ソロモン・ノーサップ(12イヤーズ・ア・スレーブ )の言葉

“What difference is there in the color of the soul?” ― Solomon Northup

「魂の色にどんな違いがあるというのだ?」- ソロモン・ノーサップ

映画がアカデミー賞受賞したことで、有名となったソロモン・ノーサップの実話、12イヤーズ・ア・スレーブを読みました。南北戦争以前、自由民として生まれたノーサップが、誘拐され、ルイジアナの綿花農園で奴隷として働いた12年を書いた作品です。
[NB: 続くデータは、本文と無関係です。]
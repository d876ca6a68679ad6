//! Receipt dialogue module: step identifiers, per-chat session state and input validation.

use chrono::NaiveDate;
use std::collections::HashMap;

/// Format accepted for the reception date (DD/MM/YYYY)
pub const RECEPTION_DATE_FORMAT: &str = "%d/%m/%Y";

/// Identifies one step of the receipt conversation
#[derive(Clone, Copy, Debug, Default, PartialEq, Eq, Hash)]
pub enum StepId {
    #[default]
    ReceptionDate,
    DeliveryNote,
    Supplier,
    MaterialType,
    MaterialObservations,
    Batch,
    Quantity,
    ProjectLead,
    GeneralObservations,
    HandlingUnit,
}

impl StepId {
    /// Field name under which the step's value is recorded
    pub fn field_name(self) -> &'static str {
        match self {
            StepId::ReceptionDate => "reception_date",
            StepId::DeliveryNote => "delivery_note",
            StepId::Supplier => "supplier",
            StepId::MaterialType => "material_type",
            StepId::MaterialObservations => "material_observations",
            StepId::Batch => "batch",
            StepId::Quantity => "quantity",
            StepId::ProjectLead => "project_lead",
            StepId::GeneralObservations => "general_observations",
            StepId::HandlingUnit => "handling_unit",
        }
    }
}

impl std::fmt::Display for StepId {
    fn fmt(&self, f: &mut std::fmt::Formatter<'_>) -> std::fmt::Result {
        f.write_str(self.field_name())
    }
}

/// Successor of a step
#[derive(Clone, Copy, Debug, PartialEq, Eq)]
pub enum Next {
    Step(StepId),
    Terminal,
}

/// Kind of event a step waits for
#[derive(Clone, Copy, Debug, PartialEq, Eq)]
pub enum InputKind {
    Text,
    Choice,
}

impl std::fmt::Display for InputKind {
    fn fmt(&self, f: &mut std::fmt::Formatter<'_>) -> std::fmt::Result {
        match self {
            InputKind::Text => f.write_str("a text message"),
            InputKind::Choice => f.write_str("a menu choice"),
        }
    }
}

/// Conversation state of one chat
#[derive(Clone, Debug, Default)]
pub struct Session {
    pub current: StepId,
    pub values: HashMap<StepId, String>,
    pub language_code: Option<String>,
    /// Set once the session has been completed and evicted from the engine
    pub finished: bool,
}

impl Session {
    pub fn new(entry: StepId, language_code: Option<&str>) -> Self {
        Self {
            current: entry,
            values: HashMap::new(),
            language_code: language_code.map(|s| s.to_string()),
            finished: false,
        }
    }

    /// Drop every collected value and go back to `entry`
    pub fn reset(&mut self, entry: StepId) {
        self.current = entry;
        self.values.clear();
    }
}

/// Validates a reception date typed by the user and returns it zero-padded
pub fn validate_reception_date(input: &str) -> Result<String, &'static str> {
    let trimmed = input.trim();

    if trimmed.is_empty() {
        return Err("empty");
    }

    match NaiveDate::parse_from_str(trimmed, RECEPTION_DATE_FORMAT) {
        Ok(date) => Ok(date.format(RECEPTION_DATE_FORMAT).to_string()),
        Err(_) => Err("invalid_date"),
    }
}

/// Accepts any text that is not blank, kept verbatim
pub fn validate_free_text(input: &str) -> Result<String, &'static str> {
    if input.trim().is_empty() {
        return Err("empty");
    }

    Ok(input.to_string())
}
本を読んだ理由は、今更ですが、見切れていなかったDVDを大量に消化していて、映画「それでも夜は明ける」をみて、原作とどう違うのか興味が湧いたからです。

 

結論から言うと、映画と原作はものすごく大きなかい離はなく、もちろん、映画化するにあたって、ドラマティックにするところあり、時間の関係上カットするところありなので、「そこはそうだったのか!」と思うところはもちろんあるのですが、おおむね、忠実に映画化を試みたんだなという感想です。

 

本は、回想録として淡々と書かれているので、回想録を読みなれていない人は、映画だけでもいいかもしれません。

 

映画ですごく良かった点は、知識層にいた自由な黒人でも、黒人という理由だけでここまで蔑まされ、奴隷として働かされる人種差別を扱った点だと思います。昨今、アメリカの人種差別問題がメディアを賑わせていますが、その根底となっているのは歴史にあるのだと思った作品です。また、どんな時代でも、人種が異なっても、差別という観点を超えた人たちがいること、自分もそのような偏見にとらわれないように生きていきたいと願い、自分のダークサイドを探ってしまう、そんな作品です。